When comparing the firms above, useful points of distinction include whether the office shows genuine dog-bite-specific depth (the modified one-bite rule, Fulton County leash requirements, the breadth of the term owner, provocation and trespass defenses) versus a general injury practice, whether it maintains a Sandy Springs presence or serves the city from elsewhere in metro Atlanta, and the size and tenure of the attorney team. None of the entries here is endorsed or ranked; the list is a verified starting point for an injured Sandy Springs resident’s own research.

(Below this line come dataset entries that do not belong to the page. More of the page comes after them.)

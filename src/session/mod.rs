//! Live-log session
//!
//! `LiveLogSession` is the single owner of the collection, the poller, the
//! display limit and the last fetch error. It does no I/O and reads no
//! clock; every time-dependent call takes `now`. `SessionDriver` runs it on
//! one task.

mod driver;
mod view;

pub use driver::{Command, DriverHandle, MergeEvent, SessionDriver};
pub use view::ViewSnapshot;

use std::time::Duration;

use tokio::time::Instant;
use tracing::{debug, info, warn};

use crate::config::StaticConfig;
use crate::errors::{LiveLogError, Result};
use crate::models::{DisplayLimit, LogEntry, LogKey};
use crate::reconcile::{HIGHLIGHT_DURATION, LogCollection, MergeOutcome};
use crate::source::{FetchTicket, LiveState, Poller};

/// 会话参数
#[derive(Debug, Clone)]
pub struct SessionSettings {
    pub poll_interval: Duration,
    pub dedup_interval: Duration,
    pub highlight: Duration,
    pub admin: bool,
    pub limit: DisplayLimit,
}

impl Default for SessionSettings {
    fn default() -> Self {
        Self {
            poll_interval: Duration::from_millis(5000),
            dedup_interval: Duration::from_millis(2000),
            highlight: HIGHLIGHT_DURATION,
            admin: false,
            limit: DisplayLimit::default(),
        }
    }
}

impl SessionSettings {
    pub fn from_config(config: &StaticConfig) -> Result<Self> {
        Ok(Self {
            poll_interval: config.poll.interval(),
            dedup_interval: config.poll.dedup_interval(),
            highlight: config.display.highlight(),
            admin: config.source.admin,
            limit: DisplayLimit::new(
                config.display.limit_options.clone(),
                config.display.default_limit,
            )?,
        })
    }
}

/// What became of a settled fetch
#[derive(Debug, Clone, PartialEq, Eq)]
pub enum FetchApplied {
    /// Orphaned by a toggle; nothing was touched
    Stale,
    Merged(MergeOutcome),
    Failed,
}

#[derive(Debug)]
pub struct LiveLogSession {
    collection: LogCollection,
    poller: Poller,
    limit: DisplayLimit,
    admin: bool,
    error: Option<LiveLogError>,
    merge_seq: u64,
    last_highlighted: Vec<LogKey>,
    has_snapshot: bool,
}

impl Default for LiveLogSession {
    fn default() -> Self {
        Self::new(SessionSettings::default())
    }
}

impl LiveLogSession {
    pub fn new(settings: SessionSettings) -> Self {
        Self {
            collection: LogCollection::new(settings.highlight),
            poller: Poller::new(settings.poll_interval, settings.dedup_interval),
            limit: settings.limit,
            admin: settings.admin,
            error: None,
            merge_seq: 0,
            last_highlighted: Vec::new(),
            has_snapshot: false,
        }
    }

    pub fn admin(&self) -> bool {
        self.admin
    }

    pub fn state(&self) -> LiveState {
        self.poller.state()
    }

    pub fn is_live(&self) -> bool {
        self.poller.is_live()
    }

    pub fn in_flight(&self) -> Option<FetchTicket> {
        self.poller.in_flight()
    }

    pub fn collection(&self) -> &LogCollection {
        &self.collection
    }

    pub fn limit(&self) -> &DisplayLimit {
        &self.limit
    }

    pub fn error(&self) -> Option<&LiveLogError> {
        self.error.as_ref()
    }

    pub fn enable(&mut self, now: Instant) -> bool {
        let changed = self.poller.enable(now);
        if changed {
            self.has_snapshot = false;
            info!("Live mode on");
        }
        changed
    }

    pub fn disable(&mut self) -> bool {
        let changed = self.poller.disable();
        if changed {
            info!("Live mode off");
        }
        changed
    }

    /// Returns the state after toggling.
    pub fn toggle_live(&mut self, now: Instant) -> LiveState {
        if self.is_live() {
            self.disable();
        } else {
            self.enable(now);
        }
        self.state()
    }

    pub fn request_refresh(&mut self, now: Instant) -> Option<FetchTicket> {
        self.poller.request_refresh(now)
    }

    pub fn poll_due(&mut self, now: Instant) -> Option<FetchTicket> {
        self.poller.poll_due(now)
    }

    /// Commit or drop the result of `ticket`.
    pub fn on_fetch_result(
        &mut self,
        ticket: FetchTicket,
        result: Result<Vec<LogEntry>>,
        now: Instant,
    ) -> FetchApplied {
        if !self.poller.complete(&ticket, now) {
            return FetchApplied::Stale;
        }

        match result {
            Ok(snapshot) => {
                let outcome = self.collection.merge(snapshot, self.limit.value(), now);
                self.error = None;
                self.has_snapshot = true;
                self.merge_seq += 1;
                self.last_highlighted = outcome.highlighted.clone();
                if !outcome.is_noop() {
                    debug!(
                        "Merge #{}: {} highlighted, {} evicted",
                        self.merge_seq,
                        outcome.highlighted.len(),
                        outcome.evicted
                    );
                }
                FetchApplied::Merged(outcome)
            }
            Err(e) => {
                warn!("Live-log fetch failed: {}", e.format_simple());
                self.error = Some(e);
                FetchApplied::Failed
            }
        }
    }

    pub fn expire_highlights(&mut self, now: Instant) -> usize {
        self.collection.expire_highlights(now)
    }

    /// No-op when already empty.
    pub fn clear(&mut self) -> bool {
        let cleared = self.collection.clear();
        if cleared {
            self.last_highlighted.clear();
            debug!("Collection cleared");
        }
        cleared
    }

    /// Any limit change truncates the collection at once, live or idle.
    pub fn set_limit(&mut self, limit: usize) -> Result<usize> {
        self.limit.set(limit)?;
        Ok(self.apply_limit())
    }

    pub fn next_limit(&mut self) -> usize {
        self.limit.next();
        self.apply_limit()
    }

    pub fn prev_limit(&mut self) -> usize {
        self.limit.prev();
        self.apply_limit()
    }

    fn apply_limit(&mut self) -> usize {
        let limit = self.limit.value();
        let evicted = self.collection.truncate(limit);
        if evicted > 0 {
            let collection = &self.collection;
            self.last_highlighted.retain(|key| collection.get(key).is_some());
            debug!("Limit {} evicted {} rows", limit, evicted);
        }
        limit
    }

    /// Earliest of the next scheduled poll and the pending highlight clear.
    pub fn next_wakeup(&self) -> Option<Instant> {
        match (self.poller.next_wakeup(), self.collection.highlight_deadline()) {
            (Some(a), Some(b)) => Some(a.min(b)),
            (a, b) => a.or(b),
        }
    }

    pub fn view(&self) -> ViewSnapshot {
        let limit = self.limit.value();
        ViewSnapshot {
            state: self.state(),
            loading: self.in_flight().is_some(),
            awaiting_first_snapshot: self.is_live() && !self.has_snapshot,
            limit,
            limit_label: self.limit.label(),
            rows: self.collection.view(limit),
            total: self.collection.len(),
            error: self.error.clone(),
            merge_seq: self.merge_seq,
            last_highlighted: self.last_highlighted_entries(),
        }
    }

    pub fn merge_seq(&self) -> u64 {
        self.merge_seq
    }

    /// Entries inserted or updated by the most recent merge that are still
    /// retained.
    pub fn last_highlighted_entries(&self) -> Vec<LogEntry> {
        self.last_highlighted
            .iter()
            .filter_map(|key| self.collection.get(key).cloned())
            .collect()
    }
}
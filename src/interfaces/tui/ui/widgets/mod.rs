//! 可复用 UI 组件

mod popup;

pub use popup::Popup;
use std::fmt;

#[derive(Debug, Clone)]
pub enum LiveLogError {
    Config(String),
    Validation(String),
    SourceRequest(String),
    SourceStatus { status: u16, body: String },
    Serialization(String),
    TimestampParse(String),
    Terminal(String),
    ChannelClosed(String),
    FileOperation(String),
}

impl LiveLogError {
    /// 获取错误代码
    pub fn code(&self) -> &'static str {
        match self {
            LiveLogError::Config(_) => "E001",
            LiveLogError::Validation(_) => "E002",
            LiveLogError::SourceRequest(_) => "E003",
            LiveLogError::SourceStatus { .. } => "E004",
            LiveLogError::Serialization(_) => "E005",
            LiveLogError::TimestampParse(_) => "E006",
            LiveLogError::Terminal(_) => "E007",
            LiveLogError::ChannelClosed(_) => "E008",
            LiveLogError::FileOperation(_) => "E009",
        }
    }

    /// 获取错误类型名称
    pub fn error_type(&self) -> &'static str {
        match self {
            LiveLogError::Config(_) => "Configuration Error",
            LiveLogError::Validation(_) => "Validation Error",
            LiveLogError::SourceRequest(_) => "Log Source Request Error",
            LiveLogError::SourceStatus { .. } => "Log Source Status Error",
            LiveLogError::Serialization(_) => "Serialization Error",
            LiveLogError::TimestampParse(_) => "Timestamp Parse Error",
            LiveLogError::Terminal(_) => "Terminal Error",
            LiveLogError::ChannelClosed(_) => "Channel Closed",
            LiveLogError::FileOperation(_) => "File Operation Error",
        }
    }

    /// 获取错误详情
    pub fn message(&self) -> String {
        match self {
            LiveLogError::SourceStatus { status, body } => {
                if body.is_empty() {
                    format!("HTTP {}", status)
                } else {
                    format!("HTTP {}: {}", status, body)
                }
            }
            LiveLogError::Config(msg)
            | LiveLogError::Validation(msg)
            | LiveLogError::SourceRequest(msg)
            | LiveLogError::Serialization(msg)
            | LiveLogError::TimestampParse(msg)
            | LiveLogError::Terminal(msg)
            | LiveLogError::ChannelClosed(msg)
            | LiveLogError::FileOperation(msg) => msg.clone(),
        }
    }

    /// 格式化为彩色输出（用于 tail 模式与启动失败）
    pub fn format_colored(&self) -> String {
        use colored::Colorize;
        format!(
            "{} {} {}\n  {}",
            "[ERROR]".red().bold(),
            self.code().yellow(),
            self.error_type().red(),
            self.message().white()
        )
    }

    /// 格式化为简洁输出（用于 TUI 状态栏）
    pub fn format_simple(&self) -> String {
        format!("{}: {}", self.error_type(), self.message())
    }
}

impl fmt::Display for LiveLogError {
    fn fmt(&self, f: &mut fmt::Formatter<'_>) -> fmt::Result {
        write!(f, "{}", self.format_simple())
    }
}

impl std::error::Error for LiveLogError {}

// 便捷的构造函数
impl LiveLogError {
    pub fn config<T: Into<String>>(msg: T) -> Self {
        LiveLogError::Config(msg.into())
    }

    pub fn validation<T: Into<String>>(msg: T) -> Self {
        LiveLogError::Validation(msg.into())
    }

    pub fn source_request<T: Into<String>>(msg: T) -> Self {
        LiveLogError::SourceRequest(msg.into())
    }

    pub fn source_status<T: Into<String>>(status: u16, body: T) -> Self {
        LiveLogError::SourceStatus {
            status,
            body: body.into(),
        }
    }

    pub fn serialization<T: Into<String>>(msg: T) -> Self {
        LiveLogError::Serialization(msg.into())
    }

    pub fn timestamp_parse<T: Into<String>>(msg: T) -> Self {
        LiveLogError::TimestampParse(msg.into())
    }

    pub fn terminal<T: Into<String>>(msg: T) -> Self {
        LiveLogError::Terminal(msg.into())
    }

    pub fn channel_closed<T: Into<String>>(msg: T) -> Self {
        LiveLogError::ChannelClosed(msg.into())
    }

    pub fn file_operation<T: Into<String>>(msg: T) -> Self {
        LiveLogError::FileOperation(msg.into())
    }
}

impl From<std::io::Error> for LiveLogError {
    fn from(err: std::io::Error) -> Self {
        LiveLogError::FileOperation(err.to_string())
    }
}

impl From<serde_json::Error> for LiveLogError {
    fn from(err: serde_json::Error) -> Self {
        LiveLogError::Serialization(err.to_string())
    }
}

impl From<chrono::ParseError> for LiveLogError {
    fn from(err: chrono::ParseError) -> Self {
        LiveLogError::TimestampParse(err.to_string())
    }
}

impl From<config::ConfigError> for LiveLogError {
    fn from(err: config::ConfigError) -> Self {
        LiveLogError::Config(err.to_string())
    }
}

impl From<toml::ser::Error> for LiveLogError {
    fn from(err: toml::ser::Error) -> Self {
        LiveLogError::Serialization(err.to_string())
    }
}

pub type Result<T> = std::result::Result<T, LiveLogError>;
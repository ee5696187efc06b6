//! Polling lifecycle
//!
//! Pure state machine, no I/O: decides when a fetch may be issued and
//! whether a settled fetch may be committed.
//!
//! ```text
//!   Idle ──enable──▶ Live ──disable──▶ Idle
//!                    │  ▲
//!                    └──┘ snapshot arrival (merge)
//! ```
//!
//! Each toggle bumps the epoch. A fetch result is committed only if its
//! ticket belongs to the current epoch and the state is still `Live`.

use std::time::Duration;

use serde::Serialize;
use strum::{AsRefStr, Display};
use tokio::time::Instant;
use tracing::{debug, trace};

/// 轮询状态
#[derive(Debug, Clone, Copy, PartialEq, Eq, Default, Serialize, Display, AsRefStr)]
pub enum LiveState {
    #[default]
    Idle,
    Live,
}

/// Handle for one issued fetch
#[derive(Debug, Clone, Copy, PartialEq, Eq)]
pub struct FetchTicket {
    pub id: u64,
    pub epoch: u64,
    pub issued_at: Instant,
}

#[derive(Debug, Clone)]
pub struct Poller {
    state: LiveState,
    epoch: u64,
    next_id: u64,
    in_flight: Option<FetchTicket>,
    last_request_at: Option<Instant>,
    next_poll_at: Option<Instant>,
    interval: Duration,
    dedup_interval: Duration,
}

impl Poller {
    pub fn new(interval: Duration, dedup_interval: Duration) -> Self {
        Self {
            state: LiveState::Idle,
            epoch: 0,
            next_id: 0,
            in_flight: None,
            last_request_at: None,
            next_poll_at: None,
            interval,
            dedup_interval,
        }
    }

    pub fn state(&self) -> LiveState {
        self.state
    }

    pub fn is_live(&self) -> bool {
        self.state == LiveState::Live
    }

    pub fn epoch(&self) -> u64 {
        self.epoch
    }

    pub fn in_flight(&self) -> Option<FetchTicket> {
        self.in_flight
    }

    /// `Idle -> Live`; schedules an immediate poll.
    pub fn enable(&mut self, now: Instant) -> bool {
        if self.is_live() {
            return false;
        }
        self.state = LiveState::Live;
        self.epoch += 1;
        self.next_poll_at = Some(now);
        debug!("Polling enabled (epoch {})", self.epoch);
        true
    }

    /// `Live -> Idle`; any fetch still in flight is orphaned.
    pub fn disable(&mut self) -> bool {
        if !self.is_live() {
            return false;
        }
        self.state = LiveState::Idle;
        self.epoch += 1;
        self.in_flight = None;
        self.next_poll_at = None;
        debug!("Polling disabled (epoch {})", self.epoch);
        true
    }

    /// Scheduled poll, if one is due now.
    pub fn poll_due(&mut self, now: Instant) -> Option<FetchTicket> {
        if !self.is_live() || self.in_flight.is_some() {
            return None;
        }
        let due = self.next_poll_at?;
        if now < due {
            return None;
        }
        if let Some(window_end) = self.dedup_window_end()
            && now < window_end
        {
            self.next_poll_at = Some(window_end);
            return None;
        }
        Some(self.issue(now))
    }

    /// Manual refresh. Coalesced only while a fetch is in flight; once the
    /// previous request has settled it is issued at once.
    pub fn request_refresh(&mut self, now: Instant) -> Option<FetchTicket> {
        if !self.is_live() {
            return None;
        }
        if let Some(pending) = self.in_flight {
            trace!("Refresh coalesced with in-flight fetch #{}", pending.id);
            return None;
        }
        Some(self.issue(now))
    }

    /// Mark `ticket` settled. Returns whether its result may be committed.
    pub fn complete(&mut self, ticket: &FetchTicket, now: Instant) -> bool {
        if self.in_flight.is_some_and(|t| t.id == ticket.id) {
            self.in_flight = None;
            if self.is_live() {
                self.next_poll_at = Some(now + self.interval);
            }
        }
        let accepted = self.is_live() && ticket.epoch == self.epoch;
        if !accepted {
            debug!(
                "Dropping result of fetch #{} (epoch {} vs {}, state {})",
                ticket.id, ticket.epoch, self.epoch, self.state
            );
        }
        accepted
    }

    /// When the next scheduled poll becomes due.
    pub fn next_wakeup(&self) -> Option<Instant> {
        if self.is_live() && self.in_flight.is_none() {
            self.next_poll_at
        } else {
            None
        }
    }

    fn dedup_window_end(&self) -> Option<Instant> {
        self.last_request_at.map(|at| at + self.dedup_interval)
    }

    fn issue(&mut self, now: Instant) -> FetchTicket {
        self.next_id += 1;
        let ticket = FetchTicket {
            id: self.next_id,
            epoch: self.epoch,
            issued_at: now,
        };
        self.in_flight = Some(ticket);
        self.last_request_at = Some(now);
        self.next_poll_at = None;
        trace!("Issued fetch #{} (epoch {})", ticket.id, ticket.epoch);
        ticket
    }
}
//! App state and navigation
//!
//! The App only mirrors the latest `ViewSnapshot`; all session state lives
//! in the driver. Selection follows the row identity across merges.

use crate::interfaces::tui::action::Action;
use crate::interfaces::tui::constants::PAGE_SCROLL_STEP;
use crate::models::{LogEntry, LogKey};
use crate::session::{Command, ViewSnapshot};

/// 当前屏幕
#[derive(Debug, Clone, Copy, PartialEq, Eq)]
pub enum CurrentScreen {
    Main,
    Help,
}

pub struct App {
    pub view: ViewSnapshot,
    pub current_screen: CurrentScreen,
    /// Shown in the title bar
    pub source_label: String,

    pub selected_index: usize,
    selected_key: Option<LogKey>,
    pub scroll_offset: usize,
    /// 上次渲染时表格可见行数
    pub last_visible_height: usize,

    pub status_message: String,
}

impl App {
    pub fn new(source_label: impl Into<String>, view: ViewSnapshot) -> Self {
        Self {
            view,
            current_screen: CurrentScreen::Main,
            source_label: source_label.into(),
            selected_index: 0,
            selected_key: None,
            scroll_offset: 0,
            last_visible_height: 1,
            status_message: String::new(),
        }
    }

    /// Replace the mirrored view, keeping the selection on the same row when
    /// it survived the merge.
    pub fn sync(&mut self, view: ViewSnapshot) {
        self.view = view;
        let len = self.display_count();
        if let Some(key) = &self.selected_key
            && let Some(idx) = self.view.rows.iter().position(|e| &e.key() == key)
        {
            self.selected_index = idx;
        } else if len == 0 {
            self.selected_index = 0;
        } else {
            self.selected_index = self.selected_index.min(len - 1);
        }
        self.remember_selection();
        self.adjust_scroll_offset();
    }

    pub fn display_count(&self) -> usize {
        self.view.rows.len()
    }

    pub fn selected_entry(&self) -> Option<&LogEntry> {
        self.view.rows.get(self.selected_index)
    }

    /// Apply a UI action. Returns the command to forward to the driver.
    pub fn update(&mut self, action: Action) -> Option<Command> {
        match action {
            Action::MoveUp => self.move_selection_up(),
            Action::MoveDown => self.move_selection_down(),
            Action::PageUp => self.page_up(),
            Action::PageDown => self.page_down(),
            Action::JumpTop => self.jump_to_top(),
            Action::JumpBottom => self.jump_to_bottom(),
            Action::ShowHelp => self.current_screen = CurrentScreen::Help,
            Action::GoBack => self.current_screen = CurrentScreen::Main,
            Action::Refresh if !self.view.is_live() => {
                self.status_message = "Refresh is only available in live mode".to_string();
            }
            Action::Clear if self.view.total == 0 => {}
            Action::Clear => {
                self.status_message = format!("Cleared {} entries", self.view.total);
            }
            Action::ToggleLive
            | Action::Refresh
            | Action::NextLimit
            | Action::PrevLimit
            | Action::Quit
            | Action::Noop => {}
        }

        let command = match action {
            Action::Clear if self.view.total == 0 => None,
            Action::Refresh if !self.view.is_live() => None,
            other => other.command(),
        };
        if matches!(command, Some(Command::ToggleLive)) {
            self.status_message.clear();
        }
        command
    }

    pub fn move_selection_up(&mut self) {
        self.selected_index = self.selected_index.saturating_sub(1);
        self.after_move();
    }

    pub fn move_selection_down(&mut self) {
        let max_index = self.display_count().saturating_sub(1);
        if self.selected_index < max_index {
            self.selected_index += 1;
        }
        self.after_move();
    }

    pub fn jump_to_top(&mut self) {
        self.selected_index = 0;
        self.scroll_offset = 0;
        self.after_move();
    }

    pub fn jump_to_bottom(&mut self) {
        self.selected_index = self.display_count().saturating_sub(1);
        self.after_move();
    }

    pub fn page_up(&mut self) {
        self.selected_index = self.selected_index.saturating_sub(PAGE_SCROLL_STEP);
        self.after_move();
    }

    pub fn page_down(&mut self) {
        let max_index = self.display_count().saturating_sub(1);
        self.selected_index = (self.selected_index + PAGE_SCROLL_STEP).min(max_index);
        self.after_move();
    }

    /// 调整 scroll_offset 确保 selected_index 在可见窗口内
    pub fn adjust_scroll_offset(&mut self) {
        let vh = self.last_visible_height.max(1);
        if self.selected_index < self.scroll_offset {
            self.scroll_offset = self.selected_index;
        }
        if self.selected_index >= self.scroll_offset + vh {
            self.scroll_offset = self.selected_index - vh + 1;
        }
    }

    fn after_move(&mut self) {
        self.remember_selection();
        self.adjust_scroll_offset();
    }

    fn remember_selection(&mut self) {
        self.selected_key = self.selected_entry().map(LogEntry::key);
    }
}
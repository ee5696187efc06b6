//! CLI command implementations

mod config_gen;
pub mod tail;

pub use config_gen::config_generate;
pub use tail::{follow, format_tail_line, run_tail};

Note: This list is not a ranking and makes no “best” claim. Many more attorneys handle dog bite cases in the area. The five firms above are verified records, each confirmed from a dedicated dog bite or animal attack page on the firm’s own official website (the Web link for each entry points to that dog bite page, not just the home page). Where a street address is not published on the firm’s own site, it is omitted rather than taken from a third-party listing. Firm-reported results have not been independently confirmed against court records. This directory is general information about Georgia law and individual firms, not legal advice, and it does not create an attorney-client relationship; the legal points summarized here reflect general Georgia law as of the date below and can change or be affected by recent reforms, so an injured person should confirm how current law applies to their own situation with a licensed Georgia attorney. Data current as of June 6, 2026.